Katma zaferinden hemen sonra Osmanlı Devleti Türk milleti için esaret ve ölüm fermanının başlangıcı olan Mondros Ateşkes Antlaşmasını 30 Ekim 1918 de imzalayarak 1. Dünya Savaşından çekiliyordu. 26 Ocak 1699 tarihinde imzaladığımız ve vatan toprağı kaybımızı ilk defa resmen kabul ettiğimiz Karlofça antlaşması İle başlayan o uğursuz süreç, tam 219 yıl sürerek 30 Ekim 1918 tarihinde bizim adımıza hain ve gafillerin imzaladığı bu Mondros esaret antlaşması ve arkasından gelen Sevr ölüm fermanı ile noktalanıyordu. Mondros esaret antlaşması ve arkasından gelen Sevr ölüm fermanı ile vatanımızın neredeyse tamamıyla birlikte devletimizi de kaybediyorduk.
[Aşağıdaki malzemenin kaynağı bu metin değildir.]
//! HTTP transport client for fetch documents.
//!
//! This crate owns the boundary between a substituted `request` block and
//! the wire: [`compile_request`] validates the method and URL and normalizes
//! parameters, and [`HttpClient::execute`] sends the compiled request and
//! parses the response. The engine never touches reqwest directly.

use indexmap::IndexMap;
use reqwest::{Client, Method, RequestBuilder, header};
use serde_json::{Value, json};
use specrun_types::{AuthSpec, BodySpec, RequestSpec, SpecError};
use specrun_util::{display_string, redact_sensitive};
use std::str::FromStr;
use std::time::{Duration, Instant};
use tracing::debug;
use url::Url;

/// Default timeout applied to every outbound request.
const REQUEST_TIMEOUT: Duration = Duration::from_secs(30);

/// A validated, ready-to-send request.
#[derive(Debug, Clone)]
pub struct CompiledRequest {
    pub method: Method,
    pub url: Url,
    pub query: Vec<(String, String)>,
    pub headers: Vec<(String, String)>,
    pub auth: Option<AuthSpec>,
    pub body: Option<BodySpec>,
}

/// Response of one executed fetch, bound into the symbol table as `_response`.
#[derive(Debug, Clone)]
pub struct FetchResponse {
    pub code: u16,
    pub headers: IndexMap<String, String>,
    /// Parsed JSON body when the payload is valid JSON, raw text otherwise.
    pub data: Value,
    pub elapsed_ms: u64,
}

impl FetchResponse {
    /// Shape exposed to templates: `{code, headers, data, elapsed_ms}`.
    pub fn to_value(&self) -> Value {
        json!({
            "code": self.code,
            "headers": self.headers,
            "data": self.data,
            "elapsed_ms": self.elapsed_ms,
        })
    }
}

/// Validates and normalizes a substituted request block.
pub fn compile_request(spec: &RequestSpec) -> Result<CompiledRequest, SpecError> {
    let normalized = spec.method.trim().to_ascii_uppercase();
    // reqwest's Method accepts arbitrary extension tokens; documents are
    // limited to the standard verbs.
    let method = match normalized.as_str() {
        "GET" | "POST" | "PUT" | "PATCH" | "DELETE" | "HEAD" | "OPTIONS" => {
            Method::from_str(&normalized).map_err(|_| SpecError::Document(format!("unsupported HTTP method '{normalized}'")))?
        }
        _ => return Err(SpecError::Document(format!("unsupported HTTP method '{}'", spec.method))),
    };
    let url = Url::parse(&spec.url).map_err(|error| SpecError::Document(format!("invalid request url '{}': {error}", spec.url)))?;

    let query = spec
        .url_params
        .iter()
        .map(|(key, value)| (key.clone(), display_string(value)))
        .collect();
    let headers = spec
        .headers
        .iter()
        .map(|(key, value)| (key.clone(), display_string(value)))
        .collect();

    Ok(CompiledRequest {
        method,
        url,
        query,
        headers,
        auth: spec.auth.clone(),
        body: spec.body.clone(),
    })
}

/// Thin wrapper around a configured `reqwest::Client`.
#[derive(Debug, Clone)]
pub struct HttpClient {
    http: Client,
    user_agent: String,
}

impl HttpClient {
    /// Constructs a client with sensible defaults: JSON accept header and a
    /// 30 second timeout.
    pub fn new() -> Result<Self, SpecError> {
        let mut default_headers = header::HeaderMap::new();
        default_headers.insert(header::ACCEPT, header::HeaderValue::from_static("application/json, */*"));

        let http = Client::builder()
            .default_headers(default_headers)
            .timeout(REQUEST_TIMEOUT)
            .build()
            .map_err(|error| SpecError::Transport(error.to_string()))?;

        Ok(Self {
            http,
            user_agent: format!("specrun/0.1; {}", std::env::consts::OS),
        })
    }

    /// Sends a compiled request and parses the response.
    pub async fn execute(&self, request: &CompiledRequest) -> Result<FetchResponse, SpecError> {
        let builder = self.build(request)?;
        let started = Instant::now();

        let response = builder
            .send()
            .await
            .map_err(|error| SpecError::Transport(redact_sensitive(&error.to_string())))?;
        let code = response.status().as_u16();

        let mut headers = IndexMap::new();
        for (name, value) in response.headers() {
            headers.insert(name.as_str().to_string(), value.to_str().unwrap_or_default().to_string());
        }

        let text = response.text().await.unwrap_or_default();
        let data = parse_response_payload(&text);
        let elapsed_ms = started.elapsed().as_millis().try_into().unwrap_or(u64::MAX);
        debug!(code, elapsed_ms, "fetch completed");

        Ok(FetchResponse {
            code,
            headers,
            data,
            elapsed_ms,
        })
    }

    fn build(&self, request: &CompiledRequest) -> Result<RequestBuilder, SpecError> {
        debug!(method = %request.method, url = %request.url, "building request");

        let mut builder = self
            .http
            .request(request.method.clone(), request.url.clone())
            .header(header::USER_AGENT, &self.user_agent)
            .query(&request.query);

        for (name, value) in &request.headers {
            builder = builder.header(name, value);
        }

        builder = match &request.auth {
            Some(AuthSpec::Basic { username, password }) => builder.basic_auth(username, Some(password)),
            Some(AuthSpec::Bearer { token }) => builder.bearer_auth(token),
            None => builder,
        };

        builder = match &request.body {
            Some(BodySpec::Json(value)) => builder.json(value),
            Some(BodySpec::Form(fields)) => {
                let pairs: Vec<(String, String)> = fields.iter().map(|(key, value)| (key.clone(), display_string(value))).collect();
                builder.form(&pairs)
            }
            Some(BodySpec::FormData(fields)) => {
                let mut form = reqwest::multipart::Form::new();
                for (key, value) in fields {
                    form = form.text(key.clone(), display_string(value));
                }
                builder.multipart(form)
            }
            Some(BodySpec::Text(text)) => builder.header(header::CONTENT_TYPE, "text/plain").body(text.clone()),
            Some(BodySpec::Xml(text)) => builder.header(header::CONTENT_TYPE, "application/xml").body(text.clone()),
            None => builder,
        };

        Ok(builder)
    }
}

/// Parses a response body as JSON, falling back to the raw text.
fn parse_response_payload(text: &str) -> Value {
    if text.is_empty() {
        return Value::Null;
    }
    serde_json::from_str(text).unwrap_or_else(|_| Value::String(text.to_string()))
}

#[cfg(test)]
mod tests {
    use super::*;
    use serde_json::json;

    fn request_spec(raw: Value) -> RequestSpec {
        serde_json::from_value(raw).expect("request spec")
    }

    #[test]
    fn compile_validates_method_and_url() {
        let spec = request_spec(json!({"url": "https://api.example.com/x", "method": "patch"}));
        let compiled = compile_request(&spec).expect("compile");
        assert_eq!(compiled.method, Method::PATCH);

        let spec = request_spec(json!({"url": "not a url"}));
        assert!(compile_request(&spec).is_err());

        let spec = request_spec(json!({"url": "https://x.test", "method": "TELEPORT"}));
        assert!(compile_request(&spec).is_err());
    }

    #[test]
    fn compile_stringifies_params_and_headers() {
        let spec = request_spec(json!({
            "url": "https://x.test",
            "url_params": {"page": 2, "all": true},
            "headers": {"X-Count": 7}
        }));
        let compiled = compile_request(&spec).expect("compile");
        assert_eq!(compiled.query, vec![("page".into(), "2".into()), ("all".into(), "true".into())]);
        assert_eq!(compiled.headers, vec![("X-Count".into(), "7".into())]);
    }

    #[test]
    fn response_payload_parses_json_and_falls_back_to_text() {
        assert_eq!(parse_response_payload(r#"{"id": 1}"#), json!({"id": 1}));
        assert_eq!(parse_response_payload("plain body"), json!("plain body"));
        assert_eq!(parse_response_payload(""), Value::Null);
    }

    #[test]
    fn response_value_shape() {
        let response = FetchResponse {
            code: 201,
            headers: IndexMap::from([("content-type".to_string(), "application/json".to_string())]),
            data: json!({"id": "app-1"}),
            elapsed_ms: 12,
        };
        let value = response.to_value();
        assert_eq!(value["code"], 201);
        assert_eq!(value["data"]["id"], "app-1");
        assert_eq!(value["headers"]["content-type"], "application/json");
    }
}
Osmanlı Devletinin 1. Dünya Savaşından çekilmesi üzerinde 31 Ekim 1918 de Adana’ya gelen Mustafa Kemal Paşa, Suriye’de yok olmasını önlediği Yıldırım Orduları Komutanlığını devralıyordu. Mondros Ateşkes Antlaşmasının ortaya çıkartacağı sonuçların ne olacağını çok iyi gören ve bilen Mustafa Kemal Paşa, Milli Mücadelenin ilk Planlarını da daha Adana’da iken yapmaya da başlıyordu.

Saray, Mustafa Kemal Paşayı Mondros Ateşkes Antlaşmasının geleceği için tehlikeli ve asi görüyordu ki, onu Yıldırım Orduları Komutanlığından alarak hemen İstanbul’a çağırıyordu. Mustafa Kemal Paşanın Adana’dan bindiği Tren, 13 Kasım 1918 günü İstanbul Haydarpaşa Garına giriyordu.

Haydarpaşa’dan askeri motorla karşıya geçmek isteyen Mustafa Kemal Paşaya izin verilmiyordu, çünkü tam o sırada 30 Ekim 1918’de imzalanan Mondros Ateşkes Antlaşmasının taşıdığı o esaret edici şartlarına dayanarak, 13 Kasım 1918’de 61 parçadan oluşan büyük bir müttefik donanması, yani emperyalist Haçlı donanması Dolmabahçe Sarayı’nın önünden geçerek İstanbul’a demir atıyordu.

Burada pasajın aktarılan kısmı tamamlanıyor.